We utilized high-resolution genome-wide SNP data and mitochondrial genomes of 148 and 160 Native Hawaiians, respectively (discussed below). In total, we had 192 individuals, who self-identified as solely Native Hawaiian ancestry and reported only Native Hawaiian ancestry for each parent (herein we refer as 100% self-reported Native Hawaiian). Thirty and 35 individuals identified one parent belonging to either an Asian or European-ancestry descent group, respectively, which we classified as 50% Native Hawaiian. The remaining 25 and 18 individuals comprised of those who reported one of their parents heritage as Asian and/or European, which we classified as 75% Native Hawaiian. We classified Asian heritage as those who reported themselves as Japanese, Korean, Chinese, and/or Filipino (see Table S1 and Table S2) for descriptions of each individual as well as the available data). This study was approved by the institutional review boards at the University of Hawaii and the University of Southern California. Written informed consent was obtained from all participants.

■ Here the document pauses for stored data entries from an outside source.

use crate::error::{LispError, LispResult};
use crate::heap::Heap;
use crate::stream::InputStream;
use crate::value::{Cell, CellId};

/// Limits applied while reading.
#[derive(Debug, Clone, Copy)]
pub struct ReadLimits {
    /// Longest symbol or string, in bytes.
    pub max_token_len: usize,
    /// Deepest list nesting.
    pub max_depth: usize,
}

impl Default for ReadLimits {
    fn default() -> Self {
        ReadLimits {
            max_token_len: 4096,
            max_depth: 256,
        }
    }
}

/// Recursive-descent reader: turns a character stream into cells.
pub struct Reader<'a> {
    input: &'a mut InputStream,
    heap: &'a mut Heap,
    limits: ReadLimits,
    depth: usize,
    /// Lists still open when the current term failed to read.
    unclosed: usize,
}

impl<'a> Reader<'a> {
    pub fn new(input: &'a mut InputStream, heap: &'a mut Heap, limits: ReadLimits) -> Self {
        Reader {
            input,
            heap,
            limits,
            depth: 0,
            unclosed: 0,
        }
    }

    /// Read one term. Returns None at end of input.
    ///
    /// A `)` with no list open is consumed and reported, so the next call
    /// resumes after it. On any other error the rest of the failed term is
    /// skipped up to its closing paren.
    pub fn read_term(&mut self) -> LispResult<Option<CellId>> {
        self.skip_whitespace_and_comments()?;
        let pos = self.input.position();
        match self.input.get_char()? {
            None => Ok(None),
            Some(b')') => Err(LispError::parse("unexpected ')'", pos)),
            Some(c) => {
                self.input.unget_char(c)?;
                self.unclosed = 0;
                match self.read_expr() {
                    Ok(term) => Ok(Some(term)),
                    Err(e) => {
                        let open = std::mem::take(&mut self.unclosed);
                        self.skip_open_lists(open)?;
                        Err(e)
                    }
                }
            }
        }
    }

    /// Read every remaining term.
    pub fn read_all(&mut self) -> LispResult<Vec<CellId>> {
        let mut terms = Vec::new();
        while let Some(term) = self.read_term()? {
            terms.push(term);
        }
        Ok(terms)
    }

    fn skip_whitespace_and_comments(&mut self) -> LispResult<()> {
        loop {
            match self.input.get_char()? {
                Some(c) if is_whitespace(c) => {}
                Some(b';') => {
                    // Line comment
                    while let Some(c) = self.input.get_char()? {
                        if c == b'\n' {
                            break;
                        }
                    }
                }
                Some(c) => {
                    self.input.unget_char(c)?;
                    return Ok(());
                }
                None => return Ok(()),
            }
        }
    }

    fn read_expr(&mut self) -> LispResult<CellId> {
        self.skip_whitespace_and_comments()?;
        let pos = self.input.position();
        match self.input.get_char()? {
            None => Err(LispError::parse("unexpected end of input", pos)),
            Some(b'(') => self.read_list(pos),
            Some(b'"') => self.read_string(pos),
            Some(c) => {
                self.input.unget_char(c)?;
                self.read_token()
            }
        }
    }

    /// Read list elements up to the matching `)`. The opening paren has been
    /// consumed.
    fn read_list(&mut self, start: (usize, usize)) -> LispResult<CellId> {
        if self.depth >= self.limits.max_depth {
            self.unclosed = self.depth + 1;
            return Err(LispError::parse(
                format!("lists nested deeper than {}", self.limits.max_depth),
                start,
            ));
        }
        self.depth += 1;
        let result = self.read_elements(start);
        if result.is_err() && self.unclosed == 0 {
            self.unclosed = self.depth;
        }
        self.depth -= 1;
        result
    }

    fn read_elements(&mut self, start: (usize, usize)) -> LispResult<CellId> {
        let mut elements = Vec::new();
        loop {
            self.skip_whitespace_and_comments()?;
            match self.input.get_char()? {
                None => return Err(LispError::parse("unterminated list", start)),
                Some(b')') => break,
                Some(c) => {
                    self.input.unget_char(c)?;
                    elements.push(self.read_expr()?);
                }
            }
        }
        self.heap.list(elements)
    }

    /// Read a string body. The opening quote has been consumed. Only `\\` and
    /// `\"` are valid escapes.
    fn read_string(&mut self, start: (usize, usize)) -> LispResult<CellId> {
        let mut bytes = Vec::new();
        loop {
            let pos = self.input.position();
            let c = self
                .input
                .get_char()?
                .ok_or_else(|| LispError::parse("unterminated string", start))?;
            match c {
                b'"' => break,
                b'\\' => match self.input.get_char()? {
                    Some(esc @ (b'\\' | b'"')) => bytes.push(esc),
                    Some(other) => {
                        self.skip_string_rest()?;
                        return Err(LispError::parse(
                            format!("invalid escape '\\{}' in string", other as char),
                            pos,
                        ))
                    }
                    None => return Err(LispError::parse("unterminated string", start)),
                },
                c => bytes.push(c),
            }
            if bytes.len() > self.limits.max_token_len {
                self.skip_string_rest()?;
                return Err(self.too_long(start));
            }
        }
        let text = String::from_utf8(bytes)
            .map_err(|_| LispError::parse("invalid UTF-8 in string", start))?;
        self.heap.alloc(Cell::Str(text))
    }

    /// Read a bare token: an integer if it is all digits after an optional
    /// sign, otherwise a symbol. `\(`, `\)`, `\\` and `\"` stand for the
    /// literal character.
    fn read_token(&mut self) -> LispResult<CellId> {
        let start = self.input.position();
        let mut bytes = Vec::new();
        let mut escaped = false;
        loop {
            let pos = self.input.position();
            match self.input.get_char()? {
                None => break,
                Some(c) if is_whitespace(c) => break,
                Some(c @ (b'(' | b')')) => {
                    self.input.unget_char(c)?;
                    break;
                }
                Some(b'\\') => match self.input.get_char()? {
                    Some(esc @ (b'(' | b')' | b'\\' | b'"')) => {
                        escaped = true;
                        bytes.push(esc);
                    }
                    Some(other) => {
                        self.skip_token_rest()?;
                        return Err(LispError::parse(
                            format!("invalid escape '\\{}' in symbol", other as char),
                            pos,
                        ))
                    }
                    None => return Err(LispError::parse("escape at end of input", pos)),
                },
                Some(c) => bytes.push(c),
            }
            if bytes.len() > self.limits.max_token_len {
                self.skip_token_rest()?;
                return Err(self.too_long(start));
            }
        }

        let word = String::from_utf8(bytes)
            .map_err(|_| LispError::parse("invalid UTF-8 in symbol", start))?;

        if !escaped && looks_like_integer(&word) {
            let n = word
                .parse::<i64>()
                .map_err(|_| LispError::parse(format!("integer out of range: {}", word), start))?;
            return self.heap.integer(n);
        }
        self.heap.alloc(Cell::Symbol(word))
    }

    fn skip_string_rest(&mut self) -> LispResult<()> {
        while let Some(c) = self.input.get_char()? {
            match c {
                b'"' => break,
                b'\\' => {
                    self.input.get_char()?;
                }
                _ => {}
            }
        }
        Ok(())
    }

    fn skip_token_rest(&mut self) -> LispResult<()> {
        while let Some(c) = self.input.get_char()? {
            match c {
                c if is_whitespace(c) => break,
                b'(' | b')' => {
                    self.input.unget_char(c)?;
                    break;
                }
                b'\\' => {
                    self.input.get_char()?;
                }
                _ => {}
            }
        }
        Ok(())
    }

    /// Consume input until `open` lists are closed or input ends. Parens
    /// inside strings, comments and escapes do not count.
    fn skip_open_lists(&mut self, mut open: usize) -> LispResult<()> {
        let mut at_token_start = true;
        while open > 0 {
            let Some(c) = self.input.get_char()? else {
                break;
            };
            match c {
                b'\\' => {
                    self.input.get_char()?;
                    at_token_start = false;
                }
                b'"' if at_token_start => self.skip_string_rest()?,
                b';' if at_token_start => {
                    while let Some(c) = self.input.get_char()? {
                        if c == b'\n' {
                            break;
                        }
                    }
                }
                b'(' => {
                    open += 1;
                    at_token_start = true;
                }
                b')' => {
                    open -= 1;
                    at_token_start = true;
                }
                c => at_token_start = is_whitespace(c),
            }
        }
        Ok(())
    }

    fn too_long(&self, (line, column): (usize, usize)) -> LispError {
        LispError::TokenTooLong {
            max: self.limits.max_token_len,
            line,
            column,
        }
    }
}

fn is_whitespace(c: u8) -> bool {
    matches!(c, b' ' | b'\t' | b'\n' | b'\r' | b'\x0c')
}

/// An optional sign followed by at least one decimal digit and nothing else.
fn looks_like_integer(word: &str) -> bool {
    let digits = word
        .strip_prefix('+')
        .or_else(|| word.strip_prefix('-'))
        .unwrap_or(word);
    !digits.is_empty() && digits.bytes().all(|b| b.is_ascii_digit())
}

/// Read a single term from a string. Errors if the input holds no term.
pub fn read_str(input: &str, heap: &mut Heap) -> LispResult<CellId> {
    let mut stream = InputStream::from_text(input);
    let mut reader = Reader::new(&mut stream, heap, ReadLimits::default());
    reader
        .read_term()?
        .ok_or_else(|| LispError::parse("empty input", (1, 1)))
}

/// Read all terms from a string.
pub fn read_all(input: &str, heap: &mut Heap) -> LispResult<Vec<CellId>> {
    let mut stream = InputStream::from_text(input);
    let mut reader = Reader::new(&mut stream, heap, ReadLimits::default());
    reader.read_all()
}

Genome-wide data and analysis

To gain a high-resolution estimate of genome-wide admixture in Native Hawaiians, we utilized genome-wide data for 148 Native Hawaiians (of whom 40 self-reported as 100% Native Hawaiians). Genotyping was conducted using the Illumina Infinium 660W bead array at the University of Southern California as part of an on-going genome-wide association study of breast cancer (Native Hawaiian cases/controls = 79/69). Of the 561,490 SNP probes, 72,529 were excluded due to a low minor allele frequency (MAF<0.01), poor completion rate (<0.95), or poor concordance (<0.99) across 75 intended replicate samples. We selected a subset of individuals from the Human Genetic Diversity Panel (HGDP; n = 466) [68]-[70] (Table S1) that included samples from two Oceanic populations (Papuans and Melanesians), European ancestry (Utah residents from the CEPH population, Sardinians, Tuscans, French, Italians, and Russians), Africa (Yoruba, Biaka Pygmies, and San), South-Central Asia/Middle East (Sindhi and Palestinians), Central/South America (Mayans, Colombians, and Pima), and Asia (Han Chinese, She, Cambodians, Japanese, Yakut, and Yi). Individuals from Asian and Oceania populations were selected to represent potential source populations for Native Hawaiian while the remaining groups were chosen as contrast for population structure analyses. After initial quality control filtering, data was available for 670,372 and 488,961 SNPs for the HGDP and Native Hawaiian samples, respectively. Using PLINK [71], we further filtered the joint set of autosomal SNPs for genotyping call rates >99.5%, minor allele frequencies >5%, HWE (P>0.001), and SNPs in linkage disequilibrium (r2<0.4),. In total, 114,112 SNPs and 614 individuals were used by ADMIXTURE [72] to estimate each individual's proportion of ancestry for varying values of K ancestral clusters in which K ranged from 2 to 8. We utilized PLINK [71] to conduct a multi-dimensional scaling (MDS) analysis of the genome-wide data to generate a graphical view of the genomic distance between individuals.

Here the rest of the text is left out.